Barnstorming the Midwest: Iron Range, Biwabik Edition

While my last trip to the Iron Range was doubly-immersive, acclimatizing to both the politics and the culture of Minnesota’s Northeast, this one took on more of a “business trip” feel. This was both good, because I explored the deteriorating relationship between Perpich and the DFL, and frustrating, because it provided fewer outlets when things really got confusing.

Given that last time I visited the Iron Range and explored Perpich’s electoral success, it seemed high time that I explored cracks in the new DFL coalition of the 1980s from the perspective of Perpich’s complicity. The DFL of the early 1980s, you’ll remember, emerged as part of State Chair Mike Hatch’s “centrist” (really more “progressive centrist,” but we’ll save unpacking* that for the dissertation) machinations at the 1982 party convention. This uneasy marriage of social moderates and conservatives with progressive activists came home to roost in Perpich’s 1990 downfall, but this trip I wanted to explore how Perpich himself brought that about and get a clearer idea of his legacy after his decade of governance.

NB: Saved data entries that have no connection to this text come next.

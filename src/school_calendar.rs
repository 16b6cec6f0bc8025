use crate::academic::{self, AcademicError, AcademicPeriod, AcademicYear, PeriodType};
use crate::calendar::HolidayCalendar;
use crate::config::CalendarConfig;
use crate::datetime::{end_of_day, start_of_day};
use crate::event::{CalendarEvent, EventPatch, EventType, NewEvent};
use crate::planning::{AvailabilityCheck, Lesson, ScheduleManager};
use crate::query::EventFilter;
use crate::store::{EventStore, StoreResult};
use crate::window::{self, CalendarWindow, Granularity};
use chrono::{NaiveDate, NaiveDateTime};

/// Aggregate root: academic structure, holidays and the event store of one school year.
///
/// Build one at startup and hand it to whatever needs it; `reset` drops every
/// event so tests can reuse an instance.
#[derive(Debug, Clone)]
pub struct SchoolCalendar {
    academic_year: AcademicYear,
    periods: Vec<AcademicPeriod>,
    holidays: HolidayCalendar,
    config: CalendarConfig,
    store: EventStore,
}

impl SchoolCalendar {
    pub fn new(academic_year: AcademicYear) -> Self {
        Self::with_config(academic_year, CalendarConfig::default())
    }

    pub fn with_config(academic_year: AcademicYear, config: CalendarConfig) -> Self {
        let holidays = Self::holidays_for(&academic_year, &config);
        Self {
            academic_year,
            periods: Vec::new(),
            holidays,
            config,
            store: EventStore::new(),
        }
    }

    pub(crate) fn from_parts(
        academic_year: AcademicYear,
        periods: Vec<AcademicPeriod>,
        holidays: HolidayCalendar,
        config: CalendarConfig,
        store: EventStore,
    ) -> Result<Self, AcademicError> {
        academic::validate_periods(&academic_year, &periods)?;
        Ok(Self {
            academic_year,
            periods,
            holidays,
            config,
            store,
        })
    }

    fn holidays_for(academic_year: &AcademicYear, config: &CalendarConfig) -> HolidayCalendar {
        if config.national_holidays {
            let (start, end) = academic_year.years();
            HolidayCalendar::with_year_range(start, end)
        } else {
            HolidayCalendar::without_holidays()
        }
    }

    pub fn academic_year(&self) -> &AcademicYear {
        &self.academic_year
    }

    pub fn periods(&self) -> &[AcademicPeriod] {
        &self.periods
    }

    pub fn holidays(&self) -> &HolidayCalendar {
        &self.holidays
    }

    pub fn holidays_mut(&mut self) -> &mut HolidayCalendar {
        &mut self.holidays
    }

    pub fn set_holidays(&mut self, holidays: HolidayCalendar) {
        self.holidays = holidays;
    }

    pub fn config(&self) -> &CalendarConfig {
        &self.config
    }

    pub fn store(&self) -> &EventStore {
        &self.store
    }

    pub fn events(&self) -> &[CalendarEvent] {
        self.store.events()
    }

    pub fn set_periods(&mut self, periods: Vec<AcademicPeriod>) -> Result<(), AcademicError> {
        academic::validate_periods(&self.academic_year, &periods)?;
        self.periods = periods;
        Ok(())
    }

    pub fn add_period(&mut self, period: AcademicPeriod) -> Result<(), AcademicError> {
        let mut periods = self.periods.clone();
        periods.push(period);
        self.set_periods(periods)
    }

    /// Existing periods must still fit inside the new year.
    pub fn set_academic_year(&mut self, academic_year: AcademicYear) -> Result<(), AcademicError> {
        academic::validate_periods(&academic_year, &self.periods)?;
        self.academic_year = academic_year;
        Ok(())
    }

    pub fn current_period(
        &self,
        date: NaiveDate,
        period_type: Option<PeriodType>,
    ) -> Option<&AcademicPeriod> {
        academic::current_period(&self.periods, date, period_type)
    }

    pub fn create_event(&mut self, new_event: NewEvent) -> StoreResult<CalendarEvent> {
        self.store.create_event(new_event)
    }

    pub fn insert_event(&mut self, event: CalendarEvent) -> StoreResult<()> {
        self.store.insert_event(event)
    }

    pub fn update_event(&mut self, id: &str, patch: &EventPatch) -> StoreResult<CalendarEvent> {
        self.store.update_event(id, patch)
    }

    pub fn delete_event(&mut self, id: &str) -> StoreResult<CalendarEvent> {
        self.store.delete_event(id)
    }

    pub fn move_event(
        &mut self,
        id: &str,
        new_start: NaiveDateTime,
        new_end: NaiveDateTime,
    ) -> StoreResult<CalendarEvent> {
        self.store.move_event(id, new_start, new_end)
    }

    pub fn replace_events(&mut self, events: Vec<CalendarEvent>) -> StoreResult<()> {
        self.store.replace_all(events)
    }

    pub fn find_event(&self, id: &str) -> Option<&CalendarEvent> {
        self.store.find_event(id)
    }

    pub fn filter_events(&self, filter: &EventFilter) -> Vec<&CalendarEvent> {
        self.store.filter_events(filter)
    }

    pub fn events_for_day(&self, day: NaiveDate) -> Vec<&CalendarEvent> {
        self.store.events_for_day(day)
    }

    pub fn events_spanning_day(&self, day: NaiveDate) -> Vec<&CalendarEvent> {
        self.store.events_spanning_day(day)
    }

    pub fn events_for_period(&self, start: NaiveDateTime, end: NaiveDateTime) -> Vec<&CalendarEvent> {
        self.store.events_for_period(start, end)
    }

    pub fn window(&self, date: NaiveDate, granularity: Granularity, now: NaiveDateTime) -> CalendarWindow {
        window::build_window(date, granularity, now, &self.config)
    }

    /// Events starting on any day the window around `date` renders, padding
    /// days of month grids included.
    pub fn events_in_window(&self, date: NaiveDate, granularity: Granularity) -> Vec<&CalendarEvent> {
        let (first, last) =
            window::visible_range(date, granularity, self.config.week_start, self.config.month_grid);
        self.store.events_for_period(start_of_day(first), end_of_day(last))
    }

    /// Holiday calendar dates plus the start day of every `holiday` event, ascending.
    pub fn holiday_dates(&self) -> Vec<NaiveDate> {
        let mut dates: Vec<NaiveDate> = self
            .holidays
            .holiday_dates()
            .chain(
                self.store
                    .events()
                    .iter()
                    .filter(|event| event.event_type == EventType::Holiday)
                    .map(|event| event.start.date()),
            )
            .collect();
        dates.sort();
        dates.dedup();
        dates
    }

    /// A `saturday_class` event turns its day into a school day; holiday events remove it.
    pub fn is_school_day(&self, date: NaiveDate) -> bool {
        let day_events = self.store.events_for_day(date);
        if day_events
            .iter()
            .any(|event| event.event_type == EventType::Holiday)
        {
            return false;
        }
        if day_events
            .iter()
            .any(|event| event.event_type == EventType::SaturdayClass)
        {
            return !self.holidays.is_holiday(date);
        }
        self.holidays.is_school_day(date)
    }

    pub fn schedule_manager(&self, reference_date: NaiveDate) -> ScheduleManager {
        ScheduleManager::new(reference_date).with_school_hours(self.config.school_hours)
    }

    pub fn check_lesson_availability(
        &self,
        lessons: &[Lesson],
        candidate: &Lesson,
        reference_date: NaiveDate,
    ) -> AvailabilityCheck {
        let holidays = self.holiday_dates();
        self.schedule_manager(reference_date)
            .check_availability(lessons, candidate, &holidays)
    }

    pub fn reset(&mut self) {
        self.store.clear();
    }
}
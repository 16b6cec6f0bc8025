use chrono::{DateTime, NaiveDate, NaiveDateTime, NaiveTime};
use std::fmt;

const DATE_FORMAT: &str = "%Y-%m-%d";
const DATETIME_FORMATS: [&str; 4] = [
    "%Y-%m-%dT%H:%M:%S",
    "%Y-%m-%dT%H:%M",
    "%Y-%m-%d %H:%M:%S",
    "%Y-%m-%d %H:%M",
];

#[derive(Debug, Clone, PartialEq, Eq)]
pub struct DateParseError {
    input: String,
}

impl DateParseError {
    fn new(input: &str) -> Self {
        Self {
            input: input.to_string(),
        }
    }
}

impl fmt::Display for DateParseError {
    fn fmt(&self, f: &mut fmt::Formatter<'_>) -> fmt::Result {
        write!(
            f,
            "invalid date '{}' (expected YYYY-MM-DD, YYYY-MM-DDTHH:MM[:SS] or RFC 3339)",
            self.input
        )
    }
}

impl std::error::Error for DateParseError {}

/// Parse a date-only value (`YYYY-MM-DD`).
pub fn parse_date(input: &str) -> Result<NaiveDate, DateParseError> {
    NaiveDate::parse_from_str(input.trim(), DATE_FORMAT).map_err(|_| DateParseError::new(input))
}

/// Resolve any accepted event date-time spelling into local wall time.
///
/// Plain dates resolve to midnight. RFC 3339 values keep their wall-clock
/// time and drop the offset, since every event is stored in school-local time.
pub fn parse_event_datetime(input: &str) -> Result<NaiveDateTime, DateParseError> {
    let trimmed = input.trim();
    if let Ok(date) = NaiveDate::parse_from_str(trimmed, DATE_FORMAT) {
        return Ok(date.and_time(NaiveTime::MIN));
    }
    for format in DATETIME_FORMATS {
        if let Ok(value) = NaiveDateTime::parse_from_str(trimmed, format) {
            return Ok(value);
        }
    }
    DateTime::parse_from_rfc3339(trimmed)
        .map(|value| value.naive_local())
        .map_err(|_| DateParseError::new(input))
}

/// `dd/mm/yyyy`, the format holidays and recurrence labels are compared and shown in.
pub fn format_date_br(date: NaiveDate) -> String {
    date.format("%d/%m/%Y").to_string()
}

pub fn start_of_day(date: NaiveDate) -> NaiveDateTime {
    date.and_time(NaiveTime::MIN)
}

pub fn end_of_day(date: NaiveDate) -> NaiveDateTime {
    // 23:59:59 is always representable
    date.and_hms_opt(23, 59, 59)
        .unwrap_or_else(|| date.and_time(NaiveTime::MIN))
}
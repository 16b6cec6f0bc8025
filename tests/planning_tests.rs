use chrono::{NaiveDate, NaiveTime};
use school_calendar::{
    AcademicYear, AvailabilityCheck, Lesson, PlanningError, SchoolCalendar, SchoolDay,
    ScheduleManager, Shift, ShiftSettings, TimeSlot,
    planning::{CONFLICT_REASON, HOLIDAY_REASON, OUTSIDE_HOURS_REASON, schedule_grid},
};

fn d(y: i32, m: u32, d: u32) -> NaiveDate {
    NaiveDate::from_ymd_opt(y, m, d).unwrap()
}

fn lesson(day: SchoolDay, slot: &str, team: &str) -> Lesson {
    Lesson::new("Matemática", day, slot.parse().unwrap(), team)
}

#[test]
fn empty_schedule_accepts_then_conflict_rejects() {
    let manager = ScheduleManager::new(d(2025, 5, 14));
    let candidate = lesson(SchoolDay::Monday, "08:00 - 09:00", "8A");

    assert_eq!(
        manager.check_availability(&[], &candidate, &[]),
        AvailabilityCheck {
            available: true,
            conflict_reason: None
        }
    );

    let existing = vec![candidate.clone()];
    let check = manager.check_availability(&existing, &candidate, &[]);
    assert!(!check.available);
    assert_eq!(check.conflict_reason.as_deref(), Some(CONFLICT_REASON));
    assert_eq!(CONFLICT_REASON, "Conflito de horário com outra aula");
}

#[test]
fn other_team_in_same_slot_is_not_a_conflict() {
    let manager = ScheduleManager::new(d(2025, 5, 14));
    let existing = vec![lesson(SchoolDay::Monday, "08:00 - 09:00", "8B")];
    let candidate = lesson(SchoolDay::Monday, "08:00 - 09:00", "8A");
    assert!(manager.check_availability(&existing, &candidate, &[]).available);
}

#[test]
fn resolve_date_uses_monday_based_reference_week() {
    // Sunday 2025-05-18 belongs to the week that started Monday 2025-05-12.
    let manager = ScheduleManager::new(d(2025, 5, 18));
    assert_eq!(manager.resolve_date(SchoolDay::Monday), d(2025, 5, 12));
    assert_eq!(manager.resolve_date(SchoolDay::Sunday), d(2025, 5, 18));
}

#[test]
fn holiday_rule_rejects_resolved_date() {
    let manager = ScheduleManager::new(d(2025, 4, 21));
    let candidate = lesson(SchoolDay::Monday, "08:00 - 09:00", "8A");
    let check = manager.check_availability(&[], &candidate, &[d(2025, 4, 21)]);
    assert_eq!(check.conflict_reason.as_deref(), Some(HOLIDAY_REASON));
}

#[test]
fn school_hours_rule_uses_start_hour() {
    let manager = ScheduleManager::new(d(2025, 5, 14));
    let early = lesson(SchoolDay::Tuesday, "06:00 - 06:50", "8A");
    assert_eq!(
        manager.check_availability(&[], &early, &[]).conflict_reason.as_deref(),
        Some(OUTSIDE_HOURS_REASON)
    );
    let first = lesson(SchoolDay::Tuesday, "07:00 - 07:50", "8A");
    assert!(manager.check_availability(&[], &first, &[]).available);
    let late = lesson(SchoolDay::Tuesday, "22:10 - 22:50", "8A");
    assert!(manager.check_availability(&[], &late, &[]).available);
    let too_late = lesson(SchoolDay::Tuesday, "23:00 - 23:30", "8A");
    assert!(!manager.check_availability(&[], &too_late, &[]).available);
}

#[test]
fn first_failing_rule_wins() {
    let manager = ScheduleManager::new(d(2025, 4, 21));
    let candidate = lesson(SchoolDay::Monday, "06:00 - 06:50", "8A");
    let existing = vec![candidate.clone()];
    let check = manager.check_availability(&existing, &candidate, &[d(2025, 4, 21)]);
    assert_eq!(check.conflict_reason.as_deref(), Some(CONFLICT_REASON));

    let check = manager.check_availability(&[], &candidate, &[d(2025, 4, 21)]);
    assert_eq!(check.conflict_reason.as_deref(), Some(HOLIDAY_REASON));
}

#[test]
fn add_lesson_appends_only_when_available() {
    let manager = ScheduleManager::new(d(2025, 5, 14));
    let mut lessons = Vec::new();
    manager
        .add_lesson(&mut lessons, lesson(SchoolDay::Wednesday, "09:00 - 09:50", "8A"), &[])
        .unwrap();
    let err = manager
        .add_lesson(&mut lessons, lesson(SchoolDay::Wednesday, "09:00 - 09:50", "8A"), &[])
        .unwrap_err();
    assert_eq!(err, PlanningError::Unavailable(CONFLICT_REASON.to_string()));
    assert_eq!(lessons.len(), 1);
}

#[test]
fn calendar_availability_uses_its_holidays() {
    let calendar = SchoolCalendar::new(AcademicYear::standard(2025));
    let candidate = lesson(SchoolDay::Friday, "08:00 - 09:00", "8A");
    // Friday of that week is Good Friday.
    let check = calendar.check_lesson_availability(&[], &candidate, d(2025, 4, 14));
    assert_eq!(check.conflict_reason.as_deref(), Some(HOLIDAY_REASON));
}

#[test]
fn time_slot_and_day_parsing() {
    let slot: TimeSlot = "07:30 - 08:20".parse().unwrap();
    assert_eq!(slot.start, NaiveTime::from_hms_opt(7, 30, 0).unwrap());
    assert_eq!(slot.minutes(), 50);
    assert_eq!(slot.to_string(), "07:30 - 08:20");
    assert!("08:00 - 07:00".parse::<TimeSlot>().is_err());
    assert!("oito horas".parse::<TimeSlot>().is_err());

    assert_eq!("Segunda-feira".parse::<SchoolDay>().unwrap(), SchoolDay::Monday);
    assert_eq!("terca".parse::<SchoolDay>().unwrap(), SchoolDay::Tuesday);
    assert_eq!("Sábado".parse::<SchoolDay>().unwrap(), SchoolDay::Saturday);
    assert_eq!("fri".parse::<SchoolDay>().unwrap(), SchoolDay::Friday);
    assert!("feriado".parse::<SchoolDay>().is_err());
}

#[test]
fn lesson_json_uses_portuguese_day_and_slot_string() {
    let lesson = lesson(SchoolDay::Tuesday, "08:00 - 09:00", "8A");
    let json = serde_json::to_value(&lesson).unwrap();
    assert_eq!(json["day"], "Terça");
    assert_eq!(json["timeSlot"], "08:00 - 09:00");
    let back: Lesson = serde_json::from_value(json).unwrap();
    assert_eq!(back, lesson);
}

#[test]
fn standard_morning_shift_has_five_periods_with_break() {
    let periods = ShiftSettings::standard(Shift::Morning).periods().unwrap();
    assert_eq!(periods.len(), 5);
    assert_eq!(periods[0].time_slot.to_string(), "07:00 - 07:50");
    assert_eq!(periods[2].time_slot.to_string(), "08:40 - 09:30");
    assert_eq!(periods[3].time_slot.to_string(), "09:50 - 10:40");
    assert_eq!(periods[4].index, 5);
}

#[test]
fn invalid_shift_settings_are_rejected() {
    let mut settings = ShiftSettings::standard(Shift::Afternoon);
    settings.period_minutes = 0;
    assert!(matches!(settings.periods(), Err(PlanningError::InvalidShift(_))));
}

#[test]
fn schedule_grid_groups_by_slot_and_day() {
    let lessons = vec![
        lesson(SchoolDay::Monday, "07:00 - 07:50", "8A"),
        lesson(SchoolDay::Wednesday, "07:00 - 07:50", "8A"),
        lesson(SchoolDay::Monday, "07:50 - 08:40", "8A"),
        lesson(SchoolDay::Monday, "07:00 - 07:50", "9B"),
    ];
    let grid = schedule_grid(&lessons, "8A");
    assert_eq!(grid.len(), 2);
    let first_row = grid.values().next().unwrap();
    assert_eq!(first_row.len(), 2);
    assert_eq!(first_row[&SchoolDay::Monday].len(), 1);
}

#[test]
fn break_running_past_midnight_ends_the_shift() {
    let settings = ShiftSettings {
        shift: Shift::Evening,
        start: NaiveTime::from_hms_opt(7, 0, 0).unwrap(),
        end: NaiveTime::from_hms_opt(23, 0, 0).unwrap(),
        period_minutes: 50,
        break_after: Some(1),
        break_minutes: 1000,
    };
    let periods = settings.periods().unwrap();
    assert_eq!(periods.len(), 1);
    assert_eq!(periods[0].time_slot.to_string(), "07:00 - 07:50");
    assert!(
        periods
            .iter()
            .all(|period| period.time_slot.start >= settings.start && period.time_slot.end <= settings.end)
    );
}

#[test]
fn conflict_needs_the_exact_day_slot_and_team() {
    let manager = ScheduleManager::new(d(2025, 5, 14));
    let existing = vec![lesson(SchoolDay::Monday, "08:00 - 09:00", "8A")];

    let shifted = lesson(SchoolDay::Monday, "08:30 - 09:30", "8A");
    assert!(manager.check_availability(&existing, &shifted, &[]).available);

    let other_day = lesson(SchoolDay::Tuesday, "08:00 - 09:00", "8A");
    assert!(manager.check_availability(&existing, &other_day, &[]).available);

    let same = lesson(SchoolDay::Monday, "08:00 - 09:00", "8A");
    assert!(!manager.check_availability(&existing, &same, &[]).available);
}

To do that, this research trip focused on the DFL and Perpich as passing ships: how they both organized–virtually independently–to win elections and build the party.

The Research

Collections

Rudy Perpich Papers (100%)

Findings

Perpich was gifted the 1986 election. By 1982 the Minnesota Independent-Republican Party had veered dangerously to the right, as anti-abortion zealots and Reagan conservatives grabbed hold of the nomination process down the ballot and put up first a businessman (Wheelock Whitney) and then a hard-line conservative in Tracy farmer Cal Ludeman, allowing Perpich to comfortably scoop up the middle.

In northern Minnesota, for example, Perpich received aid from Ludeman’s 1980 electoral foe, David Green, who by 1986 worked for the DFL House Caucus field office in the Bemidji-Park Rapids area. In a letter to Perpich, he advised that “the DFL would be wise to get the feminists working hard behind the scenes to get the vote” and “steal some of the thunder from the IR on the pro-family issue,” noting Ludeman’s votes against the ERA, anti-discrimination measures in housing for families with children, and battered women’s shelters.[1] While we’ve discussed in the past how in 1990 Arne Carlson ran to the left of Perpich on most social issues, in 1986 any dampened turnout among feminists and progressives was offset by (1) crossover voting for Perpich, especially among farmers in Minnesota’s northwest and southeast, and (2) a lack of voter enthusiasm of Ludeman’s out-of-step social conservatism.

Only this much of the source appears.